L'article 10 de la Charte de la langue française stipule qu'une traduction française des décisions judiciaires doit être mise à disposition «immédiatement et sans délai».

Le procès en question a commencé deux jours après l'entrée en vigueur de la loi, en juin 2024.

Le juge Galiatsatos avait alors déclaré que la loi retardait systématiquement le prononcé des verdicts rendus en anglais en raison de l'exigence de traduction française. Dans une décision procédurale rendue avant le procès, il a déclaré la disposition inopérante.

Sa décision a été infirmée par la Cour d'appel. Dans une décision écrite datée du 8 août, trois juges ont convenu à l'unanimité que les actions du juge Galiatsatos, en lançant le débat, outrepassaient sa compétence.

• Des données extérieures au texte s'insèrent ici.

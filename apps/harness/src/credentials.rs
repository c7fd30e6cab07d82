//! Rotating credential pool shared by all in-flight requests of one
//! provider family.

use std::sync::Mutex;

use tracing::info;

/// An ordered set of API keys with a synchronized active index.
///
/// Rotation is driven by quota-exhaustion signals observed on a specific key.
/// `rotate_from` only advances when the active index still equals the index
/// the caller observed, so two dispatchers that both see exhaustion on the
/// same key cannot advance the pool twice.
#[derive(Debug)]
pub struct CredentialPool {
    keys: Vec<String>,
    index: Mutex<usize>,
}

impl CredentialPool {
    /// Builds a pool from the non-empty keys in `keys`.
    /// Returns `None` when no usable key remains.
    pub fn new(keys: Vec<String>) -> Option<Self> {
        let keys: Vec<String> = keys.into_iter().filter(|k| !k.trim().is_empty()).collect();
        if keys.is_empty() {
            return None;
        }
        Some(Self {
            keys,
            index: Mutex::new(0),
        })
    }

    pub fn len(&self) -> usize {
        self.keys.len()
    }

    pub fn is_empty(&self) -> bool {
        self.keys.is_empty()
    }

    /// The currently active key and its index. The index must be passed back
    /// to [`CredentialPool::rotate_from`] when this key is rejected.
    pub fn active(&self) -> (usize, String) {
        let index = *self.index.lock().expect("credential index poisoned");
        (index, self.keys[index].clone())
    }

    /// Rotates away from an exhausted key.
    ///
    /// Returns `true` when a retry should proceed: either this call advanced
    /// to the next key, or another dispatcher already rotated past `observed`.
    /// Returns `false` when `observed` is the last key — the pool is
    /// exhausted.
    pub fn rotate_from(&self, observed: usize) -> bool {
        let mut index = self.index.lock().expect("credential index poisoned");
        if *index != observed {
            // Someone else already rotated; retry with the current key.
            return true;
        }
        if *index + 1 >= self.keys.len() {
            return false;
        }
        *index += 1;
        info!("switched to API key {} of {}", *index + 1, self.keys.len());
        true
    }
}

#[cfg(test)]
mod tests {
    use super::*;

    #[test]
    fn test_empty_keys_filtered_out() {
        assert!(CredentialPool::new(vec!["".into(), "  ".into()]).is_none());
        let pool = CredentialPool::new(vec!["".into(), "k1".into()]).unwrap();
        assert_eq!(pool.len(), 1);
        assert_eq!(pool.active(), (0, "k1".to_string()));
    }

    #[test]
    fn test_rotate_advances_once_then_exhausts() {
        let pool = CredentialPool::new(vec!["k1".into(), "k2".into()]).unwrap();
        let (observed, _) = pool.active();
        assert!(pool.rotate_from(observed));
        assert_eq!(pool.active(), (1, "k2".to_string()));
        assert!(!pool.rotate_from(1));
        assert_eq!(pool.active(), (1, "k2".to_string()));
    }

    #[test]
    fn test_concurrent_rotation_does_not_double_advance() {
        // Both dispatchers observed exhaustion on key 0; only the first call
        // advances, the second retries on the already-rotated key.
        let pool = CredentialPool::new(vec!["k1".into(), "k2".into()]).unwrap();
        assert!(pool.rotate_from(0));
        assert!(pool.rotate_from(0));
        assert_eq!(pool.active(), (1, "k2".to_string()));
    }

    #[test]
    fn test_single_key_pool_exhausts_immediately() {
        let pool = CredentialPool::new(vec!["only".into()]).unwrap();
        assert!(!pool.rotate_from(0));
    }
}
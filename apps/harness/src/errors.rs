use thiserror::Error;

use crate::providers::ProviderError;

/// Trial- and job-level error type.
///
/// `Parse`, `ScoreCount`, `ScoreRange`, `EmptyResponse`, and
/// `ExhaustedRetries` are trial-scoped: the runner logs them and marks the
/// iteration slot completed without a result. `CredentialsExhausted` is
/// job-scoped and aborts the remaining iterations for the (resume, model)
/// pair.
#[derive(Debug, Error)]
pub enum EvalError {
    #[error("could not extract {expected} valid scores, found {found} numbers: {numbers:?}")]
    Parse {
        expected: usize,
        found: usize,
        numbers: Vec<i64>,
    },

    #[error("expected {expected} scores, got {got}")]
    ScoreCount { expected: usize, got: usize },

    #[error("Q{question} score {value} out of valid range {min}-{max}")]
    ScoreRange {
        question: usize,
        value: i64,
        min: i64,
        max: i64,
    },

    #[error("empty response from model")]
    EmptyResponse,

    #[error("max retries exceeded after {attempts} attempts")]
    ExhaustedRetries { attempts: u32 },

    #[error("all API credentials exhausted")]
    CredentialsExhausted,

    #[error("provider error: {0}")]
    Provider(#[from] ProviderError),
}
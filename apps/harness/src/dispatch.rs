//! Bounded retry around a single provider request.

use std::time::Duration;

use tracing::{info, warn};

use crate::errors::EvalError;
use crate::providers::{ModelClient, ProviderError};

#[derive(Debug, Clone, Copy)]
pub struct RetryPolicy {
    pub max_retries: u32,
    pub retry_delay: Duration,
}

/// Issues one evaluation request, retrying within a bounded budget.
///
/// Rate-limit and transient failures sleep `retry_delay` and consume an
/// attempt. Quota exhaustion rotates the provider's credential pool and
/// retries the same attempt without consuming one; when no credentials
/// remain it fails the whole job. Any other error propagates immediately.
pub async fn request_with_retry(
    client: &dyn ModelClient,
    model: &str,
    prompt: &str,
    policy: RetryPolicy,
) -> Result<String, EvalError> {
    let mut attempt = 0u32;

    while attempt < policy.max_retries {
        match client.submit(model, prompt).await {
            Ok(text) => return Ok(text),
            Err(err) if err.is_retryable() => {
                attempt += 1;
                warn!(
                    model,
                    attempt,
                    "retryable provider error: {err}; waiting {}s",
                    policy.retry_delay.as_secs()
                );
                if attempt < policy.max_retries {
                    tokio::time::sleep(policy.retry_delay).await;
                }
            }
            Err(ProviderError::QuotaExhausted { key_index, message }) => {
                warn!(model, key_index, "credential quota exhausted: {message}");
                if client.rotate_credentials(key_index) {
                    info!(model, "retrying with rotated credentials");
                } else {
                    return Err(EvalError::CredentialsExhausted);
                }
            }
            Err(err) => return Err(EvalError::Provider(err)),
        }
    }

    Err(EvalError::ExhaustedRetries {
        attempts: policy.max_retries,
    })
}

#[cfg(test)]
mod tests {
    use super::*;
    use async_trait::async_trait;
    use std::collections::VecDeque;
    use std::sync::atomic::{AtomicUsize, Ordering};
    use std::sync::Mutex;

    fn quick_policy(max_retries: u32) -> RetryPolicy {
        RetryPolicy {
            max_retries,
            retry_delay: Duration::from_millis(1),
        }
    }

    /// Scripted client: pops one outcome per submit call.
    struct ScriptedClient {
        outcomes: Mutex<VecDeque<Result<String, ProviderError>>>,
        submits: AtomicUsize,
        rotations_left: AtomicUsize,
    }

    impl ScriptedClient {
        fn new(outcomes: Vec<Result<String, ProviderError>>, rotations_left: usize) -> Self {
            Self {
                outcomes: Mutex::new(outcomes.into()),
                submits: AtomicUsize::new(0),
                rotations_left: AtomicUsize::new(rotations_left),
            }
        }

        fn submit_count(&self) -> usize {
            self.submits.load(Ordering::SeqCst)
        }
    }

    #[async_trait]
    impl ModelClient for ScriptedClient {
        async fn submit(&self, _model: &str, _prompt: &str) -> Result<String, ProviderError> {
            self.submits.fetch_add(1, Ordering::SeqCst);
            self.outcomes
                .lock()
                .unwrap()
                .pop_front()
                .unwrap_or(Err(ProviderError::EmptyContent))
        }

        fn rotate_credentials(&self, _observed: usize) -> bool {
            self.rotations_left
                .fetch_update(Ordering::SeqCst, Ordering::SeqCst, |n| n.checked_sub(1))
                .is_ok()
        }
    }

    fn rate_limited() -> ProviderError {
        ProviderError::RateLimited { status: 429 }
    }

    fn quota(key_index: usize) -> ProviderError {
        ProviderError::QuotaExhausted {
            key_index,
            message: "insufficient_quota".to_string(),
        }
    }

    #[tokio::test]
    async fn test_transient_then_success() {
        let client = ScriptedClient::new(vec![Err(rate_limited()), Ok("4".to_string())], 0);
        let text = request_with_retry(&client, "gpt-4o", "p", quick_policy(3))
            .await
            .unwrap();
        assert_eq!(text, "4");
        assert_eq!(client.submit_count(), 2);
    }

    #[tokio::test]
    async fn test_retry_budget_exhausts() {
        let client = ScriptedClient::new(
            vec![Err(rate_limited()), Err(rate_limited()), Err(rate_limited())],
            0,
        );
        let err = request_with_retry(&client, "gpt-4o", "p", quick_policy(3))
            .await
            .unwrap_err();
        assert!(matches!(err, EvalError::ExhaustedRetries { attempts: 3 }));
        assert_eq!(client.submit_count(), 3);
    }

    #[tokio::test]
    async fn test_rotation_does_not_consume_attempt() {
        // One attempt in the budget, yet quota-rotate-retry still succeeds.
        let client = ScriptedClient::new(vec![Err(quota(0)), Ok("4".to_string())], 1);
        let text = request_with_retry(&client, "gpt-4o", "p", quick_policy(1))
            .await
            .unwrap();
        assert_eq!(text, "4");
        assert_eq!(client.submit_count(), 2);
    }

    #[tokio::test]
    async fn test_rotation_exhaustion_is_fatal() {
        let client = ScriptedClient::new(vec![Err(quota(0)), Err(quota(1))], 1);
        let err = request_with_retry(&client, "gpt-4o", "p", quick_policy(5))
            .await
            .unwrap_err();
        assert!(matches!(err, EvalError::CredentialsExhausted));
        assert_eq!(client.submit_count(), 2);
    }

    #[tokio::test]
    async fn test_fatal_api_error_propagates_immediately() {
        let client = ScriptedClient::new(
            vec![Err(ProviderError::Api {
                status: 401,
                message: "invalid api key".to_string(),
            })],
            0,
        );
        let err = request_with_retry(&client, "gpt-4o", "p", quick_policy(5))
            .await
            .unwrap_err();
        assert!(matches!(err, EvalError::Provider(ProviderError::Api { .. })));
        assert_eq!(client.submit_count(), 1);
    }
}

«Peut-être y avait-il ici matière à un débat constitutionnel en bonne et due forme sur l’applicabilité de l’article 10 [de la Charte] en matière criminelle. On peut légitimement se le demande, a statué la Cour. Mais amorcer, conduire et résoudre ce débat, unilatéralement et par anticipation, comme le juge a tenté de le faire ici, outrepassait largement les limites de sa compétence.»

À la suite de la décision initiale du juge Galiatsatos, le procureur général du Québec avait porté l'affaire devant la Cour supérieure pour un contrôle judiciaire, qui a été rejeté en raison de l'absence de préjudice à l'intérêt public dans la décision du juge.

Le procureur général du Québec a ensuite porté l'affaire devant la Cour d'appel, qui a déclaré que « la procédure suivie ici laissait trop à désirer» et qu'un juge ne pouvait se permettre de trancher une affaire de cette manière, «à partir de pures hypothèses, dans un cadre procédural déficient et sans l’éclairage d’un contexte bien documenté.»

Si quelqu'un décide de contester la constitutionnalité de l'article à l'avenir, tout devra être refait correctement, a statué la Cour.

Droits collectifs Québec, un groupe de défense des libertés civiles, a salué la décision. L'organisme défend les droits linguistiques des francophones, notamment dans le cadre des efforts visant à obtenir de la Cour suprême du Canada la traduction des décisions unilingues anglaises rendues avant 1970, année où les décisions ont commencé à être systématiquement traduites en vertu de la Loi sur les langues officielles.

Selon le groupe, la démarche du juge «ne constitue rien de moins qu'un refus judiciaire militant de respecter non seulement la Charte de la langue française, mais aussi les fondements du principe d'impartialité et d'indépendance judiciaires, en se saisissant de la question de la validité constitutionnelle de la Charte elle-même».

Le ministre de la Langue française, Jean-François Roberge, a déclaré jeudi que le gouvernement saluait la décision de la Cour d'appel et qu'elle envoyait un message clair.

«Chaque fois que la Charte sera attaquée ou non respectée, nous la défendrons, a affirmé M. Roberge sur X. Il en va de l’avenir de la langue française et de notre nation.»